Natural Gas Is Called the Widowmaker. Liz and Jenny Show How to Trade It With Defined Risk.
By tastylive
Key Concepts
- Natural Gas Futures (NG): A highly volatile commodity often referred to as the "Widowmaker" due to its potential for rapid, large-scale price swings.
- Broken Wing Butterfly (BWB): An options strategy used here to define risk while maintaining a credit, allowing for profit if the underlying asset stays above a certain level or pins at a specific lower strike.
- Ratio Spread: An options strategy involving the purchase and sale of an unequal number of options (e.g., buy one, sell two) to create a credit.
- Notional Value: The total value of the underlying asset controlled by a derivative contract.
- Buying Power Effect (BPE): The amount of capital required by a brokerage to maintain a specific position.
- Defined Risk: A strategy where the maximum loss is capped, protecting the trader from unlimited downside.
1. Trading Strategy: The Broken Wing Butterfly
The speakers discuss executing a Broken Wing Butterfly in natural gas futures (NG) when the price is in the "$2 handle." The methodology involves:
- Structure: Buying one put, selling two puts at a lower strike, and buying a third put at an even lower strike to define the risk.
- Objective: To collect a credit (premium) upfront. The trade is profitable if the price stays above the short strikes (keeping the credit) or if the price "pins" (settles) at the lower strike, maximizing the profit potential.
- Adjustment: The traders shift the strikes (e.g., to 2.65, 2.60, and 2.45) to optimize the credit received versus the risk taken. In this specific example, they aim for a $140 credit with a max loss of $860 and a buying power effect of $610.

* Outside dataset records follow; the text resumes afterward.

/// Single coordinate axis used for board width, height, rows and columns.
pub type Coord = u8;

/// Count type used for mine counts, flag counts and total-tile counts.
pub type CellCount = u16;

/// Linear, row-major position of a tile: `col + row * width`.
pub type TileIndex = u16;

/// Two-dimensional coordinates `(row, col)`.
pub type Coord2 = (Coord, Coord);

pub trait ToNdIndex {
    type Output;
    fn to_nd_index(self) -> Self::Output;
}

impl ToNdIndex for Coord2 {
    type Output = [usize; 2];

    fn to_nd_index(self) -> Self::Output {
        [self.0.into(), self.1.into()]
    }
}

pub const fn mult(a: Coord, b: Coord) -> CellCount {
    let a = a as CellCount;
    let b = b as CellCount;
    a.saturating_mul(b)
}

/// Maps a linear index to `(row, col)` on a board `width` tiles wide.
pub const fn index_to_coords(index: TileIndex, width: Coord) -> Coord2 {
    let width = width as TileIndex;
    ((index / width) as Coord, (index % width) as Coord)
}

/// Maps `(row, col)` to a linear index on a board `width` tiles wide.
pub const fn coords_to_index((row, col): Coord2, width: Coord) -> TileIndex {
    col as TileIndex + row as TileIndex * width as TileIndex
}

/// Row/column displacements in emission order: down, down-right, down-left, up, up-left, up-right,
/// right, left.
const DISPLACEMENTS: [(i8, i8); 8] = [
    (1, 0),
    (1, 1),
    (1, -1),
    (-1, 0),
    (-1, -1),
    (-1, 1),
    (0, 1),
    (0, -1),
];

/// Applies `delta` to `coords`, returning a value only when it remains in bounds.
fn apply_delta(coords: Coord2, delta: (i8, i8), bounds: Coord2) -> Option<Coord2> {
    let (row, col) = coords;
    let (d_row, d_col) = delta;
    let (rows, cols) = bounds;

    let next_row = row.checked_add_signed(d_row)?;
    if next_row >= rows {
        return None;
    }

    let next_col = col.checked_add_signed(d_col)?;
    if next_col >= cols {
        return None;
    }

    Some((next_row, next_col))
}

/// Iterator over the in-bounds neighbors of a tile, yielding linear indices.
#[derive(Clone, Debug)]
pub struct NeighborIter {
    center: Coord2,
    bounds: Coord2,
    index: u8,
}

impl NeighborIter {
    /// An out-of-bounds `center` yields no neighbors.
    pub fn new(center: TileIndex, width: Coord, height: Coord) -> Self {
        let bounds = (height, width);
        let center = if width == 0 {
            (height, 0)
        } else {
            index_to_coords(center, width)
        };
        let index = if center.0 < height && center.1 < width {
            0
        } else {
            DISPLACEMENTS.len() as u8
        };
        Self {
            center,
            bounds,
            index,
        }
    }
}

impl Iterator for NeighborIter {
    type Item = TileIndex;

    fn next(&mut self) -> Option<Self::Item> {
        loop {
            if usize::from(self.index) >= DISPLACEMENTS.len() {
                return None;
            }

            let next_item =
                apply_delta(self.center, DISPLACEMENTS[self.index as usize], self.bounds);
            self.index += 1;

            if let Some(coords) = next_item {
                return Some(coords_to_index(coords, self.bounds.1));
            }
        }
    }
}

2. Risk Management and Account Sizing
A significant portion of the discussion focuses on the dangers of trading natural gas:
- Volatility Warning: The speakers emphasize that natural gas is not for the "faint of heart." It can move from $4 to $2 rapidly, and a one-point move in the futures contract represents a $10,000 change in value.
- Account Requirements: While some might suggest $30,000, the speakers argue that a $50,000 minimum is a safer baseline for this type of strategy. However, they note that for a $50,000 account, there are often more efficient ways to deploy capital than high-risk natural gas spreads. They suggest $100,000–$150,000 is more appropriate for managing such volatile positions alongside a diversified portfolio.
- "Widowmaker" Reputation: The term is used to describe the extreme risk associated with natural gas futures, where even experienced traders can face catastrophic losses if the market moves against them.
3. Technical Execution and Methodology
- Market Timing: The speakers acknowledge the futility of trying to time the market perfectly, noting that while they missed the absolute low of the day (2.675), they were comfortable entering at 2.79.
- Defining Risk: By adding the long put at the bottom (e.g., the 2.45 strike), they transform a naked ratio spread into a defined-risk butterfly. This prevents the "unlimited" loss scenario associated with naked options.
- Analysis Tools: The speakers use the "Analysis Page" in their trading platform to visualize the profit/loss curve, ensuring the trade aligns with their risk tolerance and return-on-capital goals.
4. Key Perspectives and Quotes
- On Market Volatility: "It looks like a $2 product but it’s not. It can turn into a $5,000 product... it moves like the dickens."
- On Strategy Discipline: The speakers explicitly state they never sell naked calls in natural gas and avoid upside-biased strategies, preferring to trade natural gas only when it is priced at $3 or lower.
- On Risk Awareness: "I’m slapping a warning label on this... I don’t think natural gas is for the faint of heart."
5. Synthesis and Conclusion
The primary takeaway is that trading natural gas requires a disciplined, risk-defined approach due to its extreme volatility. The speakers advocate for using Broken Wing Butterflies to capture credit while strictly capping potential losses. They emphasize that while the strategy can be profitable, it is best suited for larger accounts ($100k+) where the trader can absorb the significant notional value fluctuations without jeopardizing the entire portfolio. The core philosophy is to remain mechanical, avoid naked positions to the upside, and prioritize risk definition over aggressive profit-seeking.